#### Task to carry out:
In your answer, print each of the records below exactly.

⟨

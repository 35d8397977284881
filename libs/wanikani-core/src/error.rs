//! Error types for wanikani-core.

use thiserror::Error;

/// Result type alias using CoreError.
pub type Result<T> = std::result::Result<T, CoreError>;

/// Errors raised while validating upstream or cached values.
#[derive(Debug, Error, PartialEq, Eq)]
pub enum CoreError {
    #[error("SRS stage out of range: {0}")]
    InvalidSrsStage(i64),

    #[error("unknown subject kind: {0}")]
    UnknownSubjectKind(String),
}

⟩

#### Solution for this exercise:
repository 35d8397977284881
filename libs/wanikani-core/src/error.rs
//! Error types for wanikani-core.

use thiserror::Error;

/// Result type alias using CoreError.
pub type Result<T> = std::result::Result<T, CoreError>;

/// Errors raised while validating upstream or cached values.
#[derive(Debug, Error, PartialEq, Eq)]
pub enum CoreError {
    #[error("SRS stage out of range: {0}")]
    InvalidSrsStage(i64),

    #[error("unknown subject kind: {0}")]
    UnknownSubjectKind(String),
}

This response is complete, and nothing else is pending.